Stored data
====

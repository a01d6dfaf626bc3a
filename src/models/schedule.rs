//! Weekly schedule model: weekdays, times of day and per-day windows

use crate::error::EngineError;
use serde::{Deserialize, Serialize};
use std::collections::{BTreeMap, HashMap};
use std::fmt;
use std::str::FromStr;

/// Minutes in a day; valid times of day are strictly below this.
pub const MINUTES_PER_DAY: u16 = 1440;

/// Day of the week, indexed from Sunday
#[derive(Debug, Clone, Copy, PartialEq, Eq, PartialOrd, Ord, Hash, Serialize, Deserialize)]
#[serde(rename_all = "lowercase")]
pub enum Weekday {
    Sunday,
    Monday,
    Tuesday,
    Wednesday,
    Thursday,
    Friday,
    Saturday,
}

impl Weekday {
    pub const ALL: [Weekday; 7] = [
        Weekday::Sunday,
        Weekday::Monday,
        Weekday::Tuesday,
        Weekday::Wednesday,
        Weekday::Thursday,
        Weekday::Friday,
        Weekday::Saturday,
    ];

    /// Days since Sunday (Sunday = 0)
    #[must_use]
    pub fn index(self) -> usize {
        self as usize
    }

    /// Weekday for an index counted from Sunday; wraps every seven days
    #[must_use]
    pub fn from_index(index: usize) -> Self {
        Self::ALL[index % 7]
    }

    /// The weekday `days` after this one
    #[must_use]
    pub fn plus_days(self, days: usize) -> Self {
        Self::from_index(self.index() + days)
    }
}

impl From<chrono::Weekday> for Weekday {
    fn from(value: chrono::Weekday) -> Self {
        Self::from_index(value.num_days_from_sunday() as usize)
    }
}

impl fmt::Display for Weekday {
    fn fmt(&self, f: &mut fmt::Formatter<'_>) -> fmt::Result {
        let name = match self {
            Weekday::Sunday => "Sunday",
            Weekday::Monday => "Monday",
            Weekday::Tuesday => "Tuesday",
            Weekday::Wednesday => "Wednesday",
            Weekday::Thursday => "Thursday",
            Weekday::Friday => "Friday",
            Weekday::Saturday => "Saturday",
        };
        f.write_str(name)
    }
}

/// Minutes since midnight, always below 1440
#[derive(Debug, Clone, Copy, PartialEq, Eq, PartialOrd, Ord, Hash, Serialize, Deserialize)]
#[serde(try_from = "String", into = "String")]
pub struct TimeOfDay(u16);

impl TimeOfDay {
    pub const MIDNIGHT: TimeOfDay = TimeOfDay(0);
    pub const LAST_MINUTE: TimeOfDay = TimeOfDay(MINUTES_PER_DAY - 1);

    /// Create a time from minutes since midnight
    pub fn from_minutes(minutes: u32) -> Result<Self, EngineError> {
        if minutes >= u32::from(MINUTES_PER_DAY) {
            return Err(EngineError::validation(format!(
                "time of day must be below {MINUTES_PER_DAY} minutes, got {minutes}"
            )));
        }
        // Bounded by the check above.
        Ok(Self(minutes as u16))
    }

    /// Create a time from a 24-hour clock reading
    pub fn from_hm(hour: u32, minute: u32) -> Result<Self, EngineError> {
        if hour > 23 || minute > 59 {
            return Err(EngineError::validation(format!(
                "invalid clock time {hour:02}:{minute:02}"
            )));
        }
        Self::from_minutes(hour * 60 + minute)
    }

    #[must_use]
    pub fn minutes(self) -> u32 {
        u32::from(self.0)
    }

    #[must_use]
    pub fn hour(self) -> u32 {
        self.minutes() / 60
    }

    #[must_use]
    pub fn minute(self) -> u32 {
        self.minutes() % 60
    }
}

impl FromStr for TimeOfDay {
    type Err = EngineError;

    /// Parses a 24-hour `HH:MM` reading such as `"09:00"` or `"17:30"`
    fn from_str(s: &str) -> Result<Self, Self::Err> {
        let (hour, minute) = s
            .trim()
            .split_once(':')
            .ok_or_else(|| EngineError::validation(format!("expected HH:MM, got '{s}'")))?;
        let hour: u32 = hour
            .parse()
            .map_err(|_| EngineError::validation(format!("invalid hour in '{s}'")))?;
        let minute: u32 = minute
            .parse()
            .map_err(|_| EngineError::validation(format!("invalid minute in '{s}'")))?;
        Self::from_hm(hour, minute)
    }
}

impl TryFrom<String> for TimeOfDay {
    type Error = EngineError;

    fn try_from(value: String) -> Result<Self, Self::Error> {
        value.parse()
    }
}

impl From<TimeOfDay> for String {
    fn from(value: TimeOfDay) -> Self {
        value.to_string()
    }
}

impl fmt::Display for TimeOfDay {
    fn fmt(&self, f: &mut fmt::Formatter<'_>) -> fmt::Result {
        write!(f, "{:02}:{:02}", self.hour(), self.minute())
    }
}

/// One day's availability.
///
/// A window whose start equals its end carries no availability. A window
/// ending before it starts does not wrap past midnight and is also inactive.
/// All-day availability is spelled `00:00`-`23:59`.
#[derive(Debug, Clone, Copy, PartialEq, Eq, Hash, Serialize, Deserialize)]
pub struct DayWindow {
    pub start: TimeOfDay,
    pub end: TimeOfDay,
}

impl DayWindow {
    pub const INACTIVE: DayWindow = DayWindow {
        start: TimeOfDay::MIDNIGHT,
        end: TimeOfDay::MIDNIGHT,
    };

    pub const ALL_DAY: DayWindow = DayWindow {
        start: TimeOfDay::MIDNIGHT,
        end: TimeOfDay::LAST_MINUTE,
    };

    #[must_use]
    pub fn new(start: TimeOfDay, end: TimeOfDay) -> Self {
        Self { start, end }
    }

    /// Parse a window from two `HH:MM` readings
    pub fn parse(start: &str, end: &str) -> Result<Self, EngineError> {
        Ok(Self::new(start.parse()?, end.parse()?))
    }

    #[must_use]
    pub fn is_active(&self) -> bool {
        self.start < self.end
    }

    /// Inclusive on both ends
    #[must_use]
    pub fn contains(&self, minute_of_day: u32) -> bool {
        self.is_active()
            && self.start.minutes() <= minute_of_day
            && minute_of_day <= self.end.minutes()
    }
}

/// Recurring weekly schedule with exactly one window per weekday
#[derive(Debug, Clone, PartialEq, Eq, Serialize, Deserialize)]
#[serde(
    try_from = "BTreeMap<Weekday, DayWindow>",
    into = "BTreeMap<Weekday, DayWindow>"
)]
pub struct WeeklySchedule {
    days: [DayWindow; 7],
}

impl WeeklySchedule {
    /// Build a schedule from a per-day map; every weekday must be present
    pub fn from_map(days: &HashMap<Weekday, DayWindow>) -> Result<Self, EngineError> {
        Self::from_lookup(|day| days.get(&day).copied())
    }

    /// Same window on all seven days
    #[must_use]
    pub fn every_day(window: DayWindow) -> Self {
        Self { days: [window; 7] }
    }

    /// No availability on any day
    #[must_use]
    pub fn inactive() -> Self {
        Self::every_day(DayWindow::INACTIVE)
    }

    #[must_use]
    pub fn window(&self, day: Weekday) -> DayWindow {
        self.days[day.index()]
    }

    /// Replace one day's window
    #[must_use]
    pub fn with_window(mut self, day: Weekday, window: DayWindow) -> Self {
        self.days[day.index()] = window;
        self
    }

    /// Days in Sunday-first order paired with their windows
    pub fn iter(&self) -> impl Iterator<Item = (Weekday, DayWindow)> + '_ {
        Weekday::ALL.iter().map(|&day| (day, self.window(day)))
    }

    fn from_lookup(lookup: impl Fn(Weekday) -> Option<DayWindow>) -> Result<Self, EngineError> {
        let mut days = [DayWindow::INACTIVE; 7];
        let mut missing = Vec::new();
        for day in Weekday::ALL {
            match lookup(day) {
                Some(window) => days[day.index()] = window,
                None => missing.push(day.to_string()),
            }
        }
        if !missing.is_empty() {
            return Err(EngineError::validation(format!(
                "weekly schedule is missing: {}",
                missing.join(", ")
            )));
        }
        Ok(Self { days })
    }
}

impl TryFrom<BTreeMap<Weekday, DayWindow>> for WeeklySchedule {
    type Error = EngineError;

    fn try_from(value: BTreeMap<Weekday, DayWindow>) -> Result<Self, Self::Error> {
        Self::from_lookup(|day| value.get(&day).copied())
    }
}

impl From<WeeklySchedule> for BTreeMap<Weekday, DayWindow> {
    fn from(value: WeeklySchedule) -> Self {
        value.iter().collect()
    }
}

#[cfg(test)]
mod tests {
    use super::*;
    use rstest::rstest;

    #[rstest]
    #[case("00:00", 0)]
    #[case("09:00", 540)]
    #[case("17:30", 1050)]
    #[case("23:59", 1439)]
    fn test_parse_time_of_day(#[case] input: &str, #[case] minutes: u32) {
        let time: TimeOfDay = input.parse().unwrap();
        assert_eq!(time.minutes(), minutes);
        assert_eq!(time.to_string(), input);
    }

    #[rstest]
    #[case("24:00")]
    #[case("12:60")]
    #[case("noon")]
    #[case("9")]
    fn test_parse_time_of_day_rejects_garbage(#[case] input: &str) {
        let err = input.parse::<TimeOfDay>().unwrap_err();
        assert!(matches!(err, EngineError::Validation { .. }));
    }

    #[test]
    fn test_time_of_day_range() {
        assert!(TimeOfDay::from_minutes(1439).is_ok());
        assert!(TimeOfDay::from_minutes(1440).is_err());
    }

    #[test]
    fn test_window_activity() {
        assert!(!DayWindow::INACTIVE.is_active());
        assert!(DayWindow::ALL_DAY.is_active());
        // Overnight windows do not wrap
        let overnight = DayWindow::parse("22:00", "02:00").unwrap();
        assert!(!overnight.is_active());
        assert!(!overnight.contains(23 * 60));
    }

    #[test]
    fn test_weekday_from_chrono() {
        assert_eq!(Weekday::from(chrono::Weekday::Sun), Weekday::Sunday);
        assert_eq!(Weekday::from(chrono::Weekday::Tue), Weekday::Tuesday);
        assert_eq!(Weekday::Saturday.plus_days(1), Weekday::Sunday);
    }

    #[test]
    fn test_schedule_missing_day_is_rejected() {
        let mut days: HashMap<Weekday, DayWindow> = Weekday::ALL
            .iter()
            .map(|&day| (day, DayWindow::ALL_DAY))
            .collect();
        assert!(WeeklySchedule::from_map(&days).is_ok());

        days.remove(&Weekday::Wednesday);
        let err = WeeklySchedule::from_map(&days).unwrap_err();
        assert!(err.to_string().contains("Wednesday"));
    }

    #[test]
    fn test_schedule_deserialize_validates() {
        let complete = serde_json::json!({
            "sunday": {"start": "00:00", "end": "00:00"},
            "monday": {"start": "09:00", "end": "17:00"},
            "tuesday": {"start": "09:00", "end": "17:00"},
            "wednesday": {"start": "09:00", "end": "17:00"},
            "thursday": {"start": "09:00", "end": "17:00"},
            "friday": {"start": "09:00", "end": "12:00"},
            "saturday": {"start": "00:00", "end": "00:00"}
        });
        let schedule: WeeklySchedule = serde_json::from_value(complete.clone()).unwrap();
        assert_eq!(
            schedule.window(Weekday::Friday),
            DayWindow::parse("09:00", "12:00").unwrap()
        );

        let mut partial = complete;
        partial.as_object_mut().unwrap().remove("monday");
        assert!(serde_json::from_value::<WeeklySchedule>(partial).is_err());
    }
}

====

→ TASK DETAILS:
Would you print exactly the lines from the first line of the entries above through the line that has "strictly below this.", both included, and stop there?

→ OUTPUT FOR THIS TASK:
repository a01d6dfaf626bc3a
filename src/models/schedule.rs
//! Weekly schedule model: weekdays, times of day and per-day windows

use crate::error::EngineError;
use serde::{Deserialize, Serialize};
use std::collections::{BTreeMap, HashMap};
use std::fmt;
use std::str::FromStr;

/// Minutes in a day; valid times of day are strictly below this.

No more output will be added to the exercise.